The principal polyunsaturated fatty acid acids found in brain, arachidonic acid (AA) and docosahexaenoic acid (DHA), preferentially accumulate in synaptic membranes. Although neurochemical studies have found that dietary-induced deficits in rat brain DHA composition significantly alter mesocorticolimbic dopamine (DA) neurotransmission, its impact on DA-mediated behavior remains poorly understood. In the present study, we determined the effects of dietary-induced deficits in brain DHA composition on amphetamine (AMPH)-induced locomotor activity and sensitization in DBA/2J mice, an inbred strain previously found to be hyporesponsive to AMPH, as well as monoamine concentrations in the PFC and ventral striatum following the AMPH challenge. Chronic dietary omega-3 fatty acid deficiency significantly decreased PFC (-25%) and ventral striatum (-20%) DHA composition, increased PFC (+7%) and ventral striatum (+6%) AA composition, and increased the AA:DHA ratio in PFC (+30%) and ventral striatum (+24%). The development and expression of AMPH-induced sensitization was significantly increased in DHA-deficient mice, whereas novelty- and acute AMPH-induced locomotor activity were not altered.
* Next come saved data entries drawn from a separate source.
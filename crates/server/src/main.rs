//! keepsake server entry point.
//!
//! Loads configuration, opens the cache, runs install and activation, then
//! serves the engine as MCP tools on stdio transport.
//! Logging goes to stderr to avoid interfering with the JSON-RPC protocol on stdout.

use std::sync::Arc;

use anyhow::Result;
use keepsake_client::{CacheEngine, FetchConfig, HttpFetcher};
use keepsake_core::AppConfig;
use rmcp::service::serve_server;
use rmcp::transport::io::stdio;
use tracing_subscriber::EnvFilter;

mod error;
mod handler;
mod tools;

#[tokio::main]
async fn main() -> Result<()> {
    tracing_subscriber::fmt()
        .with_env_filter(EnvFilter::from_default_env())
        .with_writer(std::io::stderr)
        .json()
        .init();

    let config = AppConfig::load()?;
    let fetcher = HttpFetcher::new(FetchConfig::from_app_config(&config)?)?;
    let engine = CacheEngine::new(config, Arc::new(fetcher)).await?;

    let report = engine.start().await?;
    tracing::info!(
        version = %report.install.version,
        cached = report.install.cached.len(),
        failed = report.install.failed.len(),
        activated = report.activation.is_some(),
        "Starting keepsake server on stdio transport"
    );

    let handler = handler::KeepsakeServer::new(engine);
    let transport = stdio();
    let server = serve_server(handler, transport).await?;

    server.waiting().await?;

    Ok(())
}
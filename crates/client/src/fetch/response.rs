//! Responses handed back to the page, and their stored form.

use bytes::Bytes;
use keepsake_core::{Error, ResponseKind, StoredResponse};
use reqwest::StatusCode;
use reqwest::header::{self, HeaderMap, HeaderName, HeaderValue};
use url::Url;

/// A response from the network, the cache, or the offline fallback.
#[derive(Debug, Clone)]
pub struct FetchResponse {
    /// The URL the response belongs to
    pub url: Url,
    /// HTTP status code
    pub status: StatusCode,
    /// Basic, CORS or opaque
    pub kind: ResponseKind,
    /// Response headers
    pub headers: HeaderMap,
    /// Response body bytes
    pub bytes: Bytes,
    /// Time taken to fetch in milliseconds (0 when not from the network)
    pub fetch_ms: u64,
}

impl FetchResponse {
    /// Content-Type header, if present.
    pub fn content_type(&self) -> Option<&str> {
        self.headers.get(header::CONTENT_TYPE).and_then(|v| v.to_str().ok())
    }

    /// Whether the response may be written to a partition.
    ///
    /// Requires a 2xx status, a non-opaque type, and no `no-store` directive.
    pub fn is_storable(&self) -> bool {
        let no_store = self
            .headers
            .get_all(header::CACHE_CONTROL)
            .iter()
            .filter_map(|v| v.to_str().ok())
            .any(|v| v.split(',').any(|d| d.trim().eq_ignore_ascii_case("no-store")));

        self.status.is_success() && self.kind != ResponseKind::Opaque && !no_store
    }

    /// Convert to the stored representation.
    pub fn to_stored(&self) -> StoredResponse {
        let headers = self
            .headers
            .iter()
            .filter_map(|(name, value)| value.to_str().ok().map(|v| (name.as_str().to_string(), v.to_string())))
            .collect();

        StoredResponse::new(self.url.as_str(), self.status.as_u16(), self.kind, headers, self.bytes.to_vec())
    }

    /// Rebuild a response from its stored representation.
    ///
    /// Headers that are no longer valid are dropped.
    pub fn from_stored(stored: StoredResponse) -> Result<Self, Error> {
        let url = Url::parse(&stored.url).map_err(|e| Error::InvalidUrl(format!("{}: {e}", stored.url)))?;
        let status = StatusCode::from_u16(stored.status)
            .map_err(|e| Error::Serialization(format!("status {}: {e}", stored.status)))?;

        let mut headers = HeaderMap::new();
        for (name, value) in &stored.headers {
            if let (Ok(name), Ok(value)) = (HeaderName::from_bytes(name.as_bytes()), HeaderValue::from_str(value)) {
                headers.append(name, value);
            }
        }

        Ok(Self { url, status, kind: stored.kind, headers, bytes: Bytes::from(stored.body), fetch_ms: 0 })
    }

    /// A locally built response that must never be cached.
    pub fn synthesized(url: Url, content_type: &'static str, body: impl Into<Bytes>) -> Self {
        let mut headers = HeaderMap::new();
        headers.insert(header::CONTENT_TYPE, HeaderValue::from_static(content_type));
        headers.insert(header::CACHE_CONTROL, HeaderValue::from_static("no-store"));

        Self { url, status: StatusCode::OK, kind: ResponseKind::Basic, headers, bytes: body.into(), fetch_ms: 0 }
    }
}

#[cfg(test)]
mod tests {
    use super::*;

    fn response(status: StatusCode) -> FetchResponse {
        let mut headers = HeaderMap::new();
        headers.insert(header::CONTENT_TYPE, HeaderValue::from_static("text/css"));
        FetchResponse {
            url: Url::parse("https://shop.example/css/styles.css").unwrap(),
            status,
            kind: ResponseKind::Basic,
            headers,
            bytes: Bytes::from_static(b"body{}"),
            fetch_ms: 12,
        }
    }

    #[test]
    fn test_storable() {
        assert!(response(StatusCode::OK).is_storable());
        assert!(!response(StatusCode::NOT_FOUND).is_storable());
        assert!(!response(StatusCode::INTERNAL_SERVER_ERROR).is_storable());

        let opaque = FetchResponse { kind: ResponseKind::Opaque, ..response(StatusCode::OK) };
        assert!(!opaque.is_storable());
    }

    #[test]
    fn test_no_store_not_storable() {
        let mut res = response(StatusCode::OK);
        res.headers
            .insert(header::CACHE_CONTROL, HeaderValue::from_static("private, no-store"));
        assert!(!res.is_storable());
    }

    #[test]
    fn test_stored_conversion_keeps_payload() {
        let original = response(StatusCode::OK);
        let restored = FetchResponse::from_stored(original.to_stored()).unwrap();

        assert_eq!(restored.url, original.url);
        assert_eq!(restored.status, StatusCode::OK);
        assert_eq!(restored.bytes, original.bytes);
        assert_eq!(restored.content_type(), Some("text/css"));
        assert_eq!(restored.fetch_ms, 0);
    }

    #[test]
    fn test_synthesized_is_not_storable() {
        let res = FetchResponse::synthesized(
            Url::parse("https://shop.example/").unwrap(),
            "text/html; charset=utf-8",
            "<h1>Offline</h1>",
        );
        assert_eq!(res.status, StatusCode::OK);
        assert!(!res.is_storable());
    }
}
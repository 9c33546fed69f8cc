//! Errors raised by tool argument handling.
//!
//! Engine failures arrive as `keepsake_core::Error` and convert on their own;
//! this covers what goes wrong before a request reaches the engine.

use rmcp::model::{ErrorCode, ErrorData as McpError};

/// Tool-level errors for the keepsake server.
#[derive(Debug, thiserror::Error)]
pub enum ToolError {
    /// A tool argument could not be interpreted (e.g., unknown HTTP method).
    #[error("INVALID_INPUT: {0}")]
    InvalidInput(String),

    /// Tool output could not be encoded.
    #[error("SERIALIZATION_FAILED: {0}")]
    Serialization(String),
}

impl From<ToolError> for McpError {
    fn from(err: ToolError) -> Self {
        let (code, message) = match &err {
            ToolError::InvalidInput(msg) => (-32602, msg.clone()),
            ToolError::Serialization(msg) => (-32603, msg.clone()),
        };

        McpError { code: ErrorCode(code), message: message.into(), data: None }
    }
}

impl From<serde_json::Error> for ToolError {
    fn from(err: serde_json::Error) -> Self {
        ToolError::Serialization(err.to_string())
    }
}

#[cfg(test)]
mod tests {
    use super::*;

    #[test]
    fn test_tool_error_codes() {
        let err: McpError = ToolError::InvalidInput("method".into()).into();
        assert_eq!(err.code.0, -32602);

        let err: McpError = ToolError::Serialization("bad".into()).into();
        assert_eq!(err.code.0, -32603);
    }
}
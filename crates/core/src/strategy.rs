//! Strategy table types.
//!
//! A deployment decides which fetch strategy serves each resource class
//! through one table rather than per-worker code. The selector in
//! `keepsake-client` reads this table; the defaults reproduce the policy the
//! site has always shipped.

use serde::{Deserialize, Serialize};

/// Fetch strategy for a request.
#[derive(Debug, Clone, Copy, PartialEq, Eq, Hash, Serialize, Deserialize, schemars::JsonSchema)]
#[serde(rename_all = "kebab-case")]
pub enum StrategyKind {
    /// Network, then cache, then offline page.
    NetworkFirst,
    /// Cache, refresh in background; network on miss.
    CacheFirst,
    /// Cache and network in parallel; network result refreshes the cache.
    StaleWhileRevalidate,
    /// Terminal failure path. Never a primary strategy.
    OfflineFallback,
}

impl StrategyKind {
    pub fn as_str(&self) -> &'static str {
        match self {
            Self::NetworkFirst => "network-first",
            Self::CacheFirst => "cache-first",
            Self::StaleWhileRevalidate => "stale-while-revalidate",
            Self::OfflineFallback => "offline-fallback",
        }
    }
}

impl std::fmt::Display for StrategyKind {
    fn fmt(&self, f: &mut std::fmt::Formatter<'_>) -> std::fmt::Result {
        f.write_str(self.as_str())
    }
}

/// Resource class a request falls into for strategy selection.
#[derive(Debug, Clone, Copy, PartialEq, Eq, Hash, Serialize, Deserialize)]
#[serde(rename_all = "snake_case")]
pub enum ResourceClass {
    Navigation,
    Image,
    Font,
    Asset,
    Other,
}

/// Resource class → strategy mapping.
#[derive(Debug, Clone, PartialEq, Eq, Serialize, Deserialize)]
pub struct StrategyTable {
    #[serde(default = "default_navigation")]
    pub navigation: StrategyKind,

    #[serde(default = "default_image")]
    pub image: StrategyKind,

    #[serde(default = "default_font")]
    pub font: StrategyKind,

    #[serde(default = "default_asset")]
    pub asset: StrategyKind,

    #[serde(default = "default_other")]
    pub other: StrategyKind,
}

fn default_navigation() -> StrategyKind {
    StrategyKind::NetworkFirst
}

fn default_image() -> StrategyKind {
    StrategyKind::StaleWhileRevalidate
}

fn default_font() -> StrategyKind {
    StrategyKind::CacheFirst
}

fn default_asset() -> StrategyKind {
    StrategyKind::CacheFirst
}

fn default_other() -> StrategyKind {
    StrategyKind::NetworkFirst
}

impl Default for StrategyTable {
    fn default() -> Self {
        Self {
            navigation: default_navigation(),
            image: default_image(),
            font: default_font(),
            asset: default_asset(),
            other: default_other(),
        }
    }
}

impl StrategyTable {
    /// Strategy assigned to a resource class.
    pub fn lookup(&self, class: ResourceClass) -> StrategyKind {
        match class {
            ResourceClass::Navigation => self.navigation,
            ResourceClass::Image => self.image,
            ResourceClass::Font => self.font,
            ResourceClass::Asset => self.asset,
            ResourceClass::Other => self.other,
        }
    }

    /// Classes whose entry is not usable as a primary strategy.
    pub fn terminal_entries(&self) -> Vec<ResourceClass> {
        [
            ResourceClass::Navigation,
            ResourceClass::Image,
            ResourceClass::Font,
            ResourceClass::Asset,
            ResourceClass::Other,
        ]
        .into_iter()
        .filter(|class| self.lookup(*class) == StrategyKind::OfflineFallback)
        .collect()
    }
}

#[cfg(test)]
mod tests {
    use super::*;

    #[test]
    fn test_default_table() {
        let table = StrategyTable::default();
        assert_eq!(table.lookup(ResourceClass::Navigation), StrategyKind::NetworkFirst);
        assert_eq!(table.lookup(ResourceClass::Image), StrategyKind::StaleWhileRevalidate);
        assert_eq!(table.lookup(ResourceClass::Font), StrategyKind::CacheFirst);
        assert_eq!(table.lookup(ResourceClass::Asset), StrategyKind::CacheFirst);
        assert_eq!(table.lookup(ResourceClass::Other), StrategyKind::NetworkFirst);
        assert!(table.terminal_entries().is_empty());
    }

    #[test]
    fn test_kind_serialization() {
        let json = serde_json::to_string(&StrategyKind::StaleWhileRevalidate).unwrap();
        assert_eq!(json, "\"stale-while-revalidate\"");

        let kind: StrategyKind = serde_json::from_str("\"cache-first\"").unwrap();
        assert_eq!(kind, StrategyKind::CacheFirst);
    }

    #[test]
    fn test_partial_table_uses_defaults() {
        let table: StrategyTable = serde_json::from_str(r#"{"image":"cache-first"}"#).unwrap();
        assert_eq!(table.image, StrategyKind::CacheFirst);
        assert_eq!(table.navigation, StrategyKind::NetworkFirst);
    }

    #[test]
    fn test_terminal_entries() {
        let table = StrategyTable { other: StrategyKind::OfflineFallback, ..Default::default() };
        assert_eq!(table.terminal_entries(), vec![ResourceClass::Other]);
    }
}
DHA-deficient mice exhibited significantly greater ventral striatum, but not PFC, DA and DA metabolite concentrations following the AMPH challenge, whereas serotonin and noradrenalin concentrations were not altered. Ventral striatum AA composition and the AA:DHA ratio were both positively correlated with DA concentrations, and both ventral striatum AA composition and DA concentrations were positively correlated with locomotor activity during the preceding AMPH challenge.

These results demonstrate that dietary-induced brain DHA deficiency, and associated elevation in the AA:DHA ratio, augment AMPH-induced sensitization in DBA/2J mice, and that this augmented response is associated with selective alterations in the mesolimbic DA pathway. (c) 2008 Wiley-Liss, Inc.